AVAILABLE DATA:
|---|
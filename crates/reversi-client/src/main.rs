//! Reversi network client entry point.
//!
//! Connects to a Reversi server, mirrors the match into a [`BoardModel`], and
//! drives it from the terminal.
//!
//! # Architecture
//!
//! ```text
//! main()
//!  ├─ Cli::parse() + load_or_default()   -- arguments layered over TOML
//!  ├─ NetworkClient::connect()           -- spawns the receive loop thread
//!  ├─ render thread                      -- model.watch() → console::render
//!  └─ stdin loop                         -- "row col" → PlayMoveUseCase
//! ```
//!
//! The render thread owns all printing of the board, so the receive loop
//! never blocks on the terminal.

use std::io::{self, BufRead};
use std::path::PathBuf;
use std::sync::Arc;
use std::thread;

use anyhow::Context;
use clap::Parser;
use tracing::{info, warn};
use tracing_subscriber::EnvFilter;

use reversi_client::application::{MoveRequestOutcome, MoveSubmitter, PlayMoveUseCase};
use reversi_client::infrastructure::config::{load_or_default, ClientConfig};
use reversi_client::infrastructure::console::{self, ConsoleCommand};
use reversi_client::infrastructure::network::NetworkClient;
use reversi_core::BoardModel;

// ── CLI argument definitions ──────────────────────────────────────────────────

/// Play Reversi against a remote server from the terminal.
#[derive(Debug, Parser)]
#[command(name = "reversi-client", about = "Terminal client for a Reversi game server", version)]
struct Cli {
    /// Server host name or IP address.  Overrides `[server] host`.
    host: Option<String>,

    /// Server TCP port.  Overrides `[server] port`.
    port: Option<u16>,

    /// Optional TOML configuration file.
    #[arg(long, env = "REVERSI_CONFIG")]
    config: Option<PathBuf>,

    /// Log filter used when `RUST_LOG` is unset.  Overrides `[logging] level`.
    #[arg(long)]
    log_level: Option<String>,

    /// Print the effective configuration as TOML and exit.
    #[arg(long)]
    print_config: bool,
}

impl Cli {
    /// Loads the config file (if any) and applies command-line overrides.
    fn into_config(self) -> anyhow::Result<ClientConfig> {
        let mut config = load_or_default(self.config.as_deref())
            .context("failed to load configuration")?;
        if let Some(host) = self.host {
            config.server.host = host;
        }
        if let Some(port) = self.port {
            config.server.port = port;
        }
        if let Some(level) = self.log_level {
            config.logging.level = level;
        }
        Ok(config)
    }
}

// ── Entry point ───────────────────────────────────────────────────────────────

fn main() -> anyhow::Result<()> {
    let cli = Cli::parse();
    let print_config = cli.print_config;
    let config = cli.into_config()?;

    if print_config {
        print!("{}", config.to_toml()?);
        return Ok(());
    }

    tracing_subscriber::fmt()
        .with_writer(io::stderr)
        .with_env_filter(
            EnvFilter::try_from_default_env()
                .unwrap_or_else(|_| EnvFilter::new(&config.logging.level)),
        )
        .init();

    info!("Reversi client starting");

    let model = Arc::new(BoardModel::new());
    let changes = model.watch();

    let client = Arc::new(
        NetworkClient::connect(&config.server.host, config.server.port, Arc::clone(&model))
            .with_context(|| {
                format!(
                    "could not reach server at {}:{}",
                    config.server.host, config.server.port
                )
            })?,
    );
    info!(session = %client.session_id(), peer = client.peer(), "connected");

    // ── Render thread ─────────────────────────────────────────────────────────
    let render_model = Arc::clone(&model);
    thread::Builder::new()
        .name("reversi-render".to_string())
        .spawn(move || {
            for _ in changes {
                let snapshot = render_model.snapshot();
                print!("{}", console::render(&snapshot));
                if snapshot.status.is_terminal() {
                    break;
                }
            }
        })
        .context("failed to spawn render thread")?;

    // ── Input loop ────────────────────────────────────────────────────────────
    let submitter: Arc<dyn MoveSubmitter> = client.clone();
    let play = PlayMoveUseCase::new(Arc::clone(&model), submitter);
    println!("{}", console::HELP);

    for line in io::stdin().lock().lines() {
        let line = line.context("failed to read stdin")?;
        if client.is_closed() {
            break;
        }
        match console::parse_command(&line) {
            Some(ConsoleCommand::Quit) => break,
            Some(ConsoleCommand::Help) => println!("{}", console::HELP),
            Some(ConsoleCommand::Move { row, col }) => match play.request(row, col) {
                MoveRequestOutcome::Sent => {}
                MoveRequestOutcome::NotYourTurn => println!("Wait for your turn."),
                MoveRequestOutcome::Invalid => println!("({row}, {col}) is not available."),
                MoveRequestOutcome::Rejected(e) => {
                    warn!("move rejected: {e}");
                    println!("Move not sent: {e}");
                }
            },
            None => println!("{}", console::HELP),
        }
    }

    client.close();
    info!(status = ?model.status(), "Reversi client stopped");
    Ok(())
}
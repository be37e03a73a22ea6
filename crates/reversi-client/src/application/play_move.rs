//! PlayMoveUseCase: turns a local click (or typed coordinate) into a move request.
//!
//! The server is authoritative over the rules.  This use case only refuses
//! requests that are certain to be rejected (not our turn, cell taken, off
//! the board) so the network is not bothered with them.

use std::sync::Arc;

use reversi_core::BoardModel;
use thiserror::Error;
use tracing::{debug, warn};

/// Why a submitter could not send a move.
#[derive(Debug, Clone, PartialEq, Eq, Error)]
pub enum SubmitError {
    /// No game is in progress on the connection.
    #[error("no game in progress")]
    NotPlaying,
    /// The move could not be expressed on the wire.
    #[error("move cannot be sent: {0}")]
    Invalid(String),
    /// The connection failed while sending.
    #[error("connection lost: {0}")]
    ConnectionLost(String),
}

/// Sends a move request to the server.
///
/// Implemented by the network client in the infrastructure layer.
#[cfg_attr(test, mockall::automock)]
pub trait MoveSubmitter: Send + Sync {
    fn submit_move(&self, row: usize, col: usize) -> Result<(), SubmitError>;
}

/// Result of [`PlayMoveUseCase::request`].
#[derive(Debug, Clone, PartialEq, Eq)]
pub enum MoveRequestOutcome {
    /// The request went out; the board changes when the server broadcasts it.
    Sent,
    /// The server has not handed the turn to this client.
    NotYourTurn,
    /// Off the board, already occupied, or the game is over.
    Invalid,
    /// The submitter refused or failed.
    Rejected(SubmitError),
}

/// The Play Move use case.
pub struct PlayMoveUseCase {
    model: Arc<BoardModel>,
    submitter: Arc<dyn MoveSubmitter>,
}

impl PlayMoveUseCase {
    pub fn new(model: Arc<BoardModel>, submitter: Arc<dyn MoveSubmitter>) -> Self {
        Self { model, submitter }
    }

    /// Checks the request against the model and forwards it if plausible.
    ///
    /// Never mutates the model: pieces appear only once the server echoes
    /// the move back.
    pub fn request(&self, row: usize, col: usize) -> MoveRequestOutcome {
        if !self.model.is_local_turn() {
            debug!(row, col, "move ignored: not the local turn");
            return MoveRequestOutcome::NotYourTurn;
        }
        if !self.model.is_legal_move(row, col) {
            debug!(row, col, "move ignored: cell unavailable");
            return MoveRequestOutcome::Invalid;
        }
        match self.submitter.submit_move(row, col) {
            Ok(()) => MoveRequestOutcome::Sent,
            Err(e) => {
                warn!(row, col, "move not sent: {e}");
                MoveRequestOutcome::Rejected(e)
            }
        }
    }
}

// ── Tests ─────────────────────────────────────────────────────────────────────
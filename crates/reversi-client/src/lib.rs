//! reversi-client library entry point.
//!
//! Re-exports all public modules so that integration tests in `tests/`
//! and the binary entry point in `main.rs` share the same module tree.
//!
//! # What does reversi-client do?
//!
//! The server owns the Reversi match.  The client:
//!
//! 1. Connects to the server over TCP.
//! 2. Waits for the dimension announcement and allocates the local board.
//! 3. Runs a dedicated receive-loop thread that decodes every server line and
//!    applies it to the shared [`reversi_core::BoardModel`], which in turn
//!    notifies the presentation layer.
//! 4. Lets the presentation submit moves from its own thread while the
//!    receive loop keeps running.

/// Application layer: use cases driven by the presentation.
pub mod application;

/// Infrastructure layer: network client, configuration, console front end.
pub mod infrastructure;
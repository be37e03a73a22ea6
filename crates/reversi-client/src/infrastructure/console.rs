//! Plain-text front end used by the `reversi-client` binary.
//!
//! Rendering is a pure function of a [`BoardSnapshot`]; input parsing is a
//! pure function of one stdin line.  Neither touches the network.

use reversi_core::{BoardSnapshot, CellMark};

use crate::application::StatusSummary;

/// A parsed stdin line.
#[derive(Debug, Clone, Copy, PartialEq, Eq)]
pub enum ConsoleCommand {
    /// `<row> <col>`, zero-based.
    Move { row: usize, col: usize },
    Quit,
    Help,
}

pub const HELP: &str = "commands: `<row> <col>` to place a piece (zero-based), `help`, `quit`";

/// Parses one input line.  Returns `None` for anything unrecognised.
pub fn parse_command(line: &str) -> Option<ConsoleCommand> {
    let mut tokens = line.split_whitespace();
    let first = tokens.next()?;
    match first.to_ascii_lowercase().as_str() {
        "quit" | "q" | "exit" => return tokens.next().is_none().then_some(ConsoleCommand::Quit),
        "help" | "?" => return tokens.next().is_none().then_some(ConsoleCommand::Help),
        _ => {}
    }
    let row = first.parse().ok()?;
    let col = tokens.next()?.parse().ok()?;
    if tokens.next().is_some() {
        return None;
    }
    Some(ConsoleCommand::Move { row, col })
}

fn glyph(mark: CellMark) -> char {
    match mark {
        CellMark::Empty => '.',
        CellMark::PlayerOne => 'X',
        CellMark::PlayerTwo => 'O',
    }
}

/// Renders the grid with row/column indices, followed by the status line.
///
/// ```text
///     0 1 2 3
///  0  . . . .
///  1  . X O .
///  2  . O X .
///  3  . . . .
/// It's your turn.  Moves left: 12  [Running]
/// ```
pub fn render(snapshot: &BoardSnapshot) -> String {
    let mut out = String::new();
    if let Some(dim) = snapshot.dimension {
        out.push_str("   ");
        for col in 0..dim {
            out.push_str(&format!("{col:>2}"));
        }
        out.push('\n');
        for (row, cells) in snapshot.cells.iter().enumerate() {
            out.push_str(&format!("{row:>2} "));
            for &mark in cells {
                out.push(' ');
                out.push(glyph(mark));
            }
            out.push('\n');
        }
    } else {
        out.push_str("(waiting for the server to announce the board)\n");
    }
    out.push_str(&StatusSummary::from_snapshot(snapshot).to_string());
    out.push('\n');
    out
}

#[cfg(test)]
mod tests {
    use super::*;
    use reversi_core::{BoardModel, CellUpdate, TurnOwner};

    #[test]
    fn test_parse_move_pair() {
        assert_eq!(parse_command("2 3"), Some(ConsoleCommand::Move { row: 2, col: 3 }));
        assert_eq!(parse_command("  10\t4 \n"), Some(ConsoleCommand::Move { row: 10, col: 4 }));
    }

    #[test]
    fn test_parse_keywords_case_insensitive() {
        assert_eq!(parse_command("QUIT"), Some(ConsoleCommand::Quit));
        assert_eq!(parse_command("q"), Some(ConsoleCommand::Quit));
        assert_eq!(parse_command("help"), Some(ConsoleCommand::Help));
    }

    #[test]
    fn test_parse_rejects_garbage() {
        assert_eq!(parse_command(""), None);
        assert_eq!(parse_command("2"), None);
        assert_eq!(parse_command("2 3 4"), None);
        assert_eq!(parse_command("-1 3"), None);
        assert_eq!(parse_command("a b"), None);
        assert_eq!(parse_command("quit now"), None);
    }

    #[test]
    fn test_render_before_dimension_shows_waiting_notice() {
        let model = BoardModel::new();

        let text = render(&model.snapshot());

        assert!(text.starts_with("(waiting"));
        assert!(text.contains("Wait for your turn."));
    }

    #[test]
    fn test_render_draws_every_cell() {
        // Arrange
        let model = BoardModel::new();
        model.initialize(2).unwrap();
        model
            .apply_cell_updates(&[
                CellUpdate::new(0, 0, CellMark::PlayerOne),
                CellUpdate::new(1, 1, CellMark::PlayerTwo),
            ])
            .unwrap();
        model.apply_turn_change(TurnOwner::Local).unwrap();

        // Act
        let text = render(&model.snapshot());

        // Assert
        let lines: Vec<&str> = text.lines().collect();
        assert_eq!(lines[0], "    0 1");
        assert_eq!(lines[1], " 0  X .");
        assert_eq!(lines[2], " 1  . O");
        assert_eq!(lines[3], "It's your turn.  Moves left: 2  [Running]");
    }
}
|---|
ACTION ITEM: Pull out all lines from the entries above in which the word "watch" appears.

REPLY:
//!  ├─ render thread                      -- model.watch() → console::render
    let changes = model.watch();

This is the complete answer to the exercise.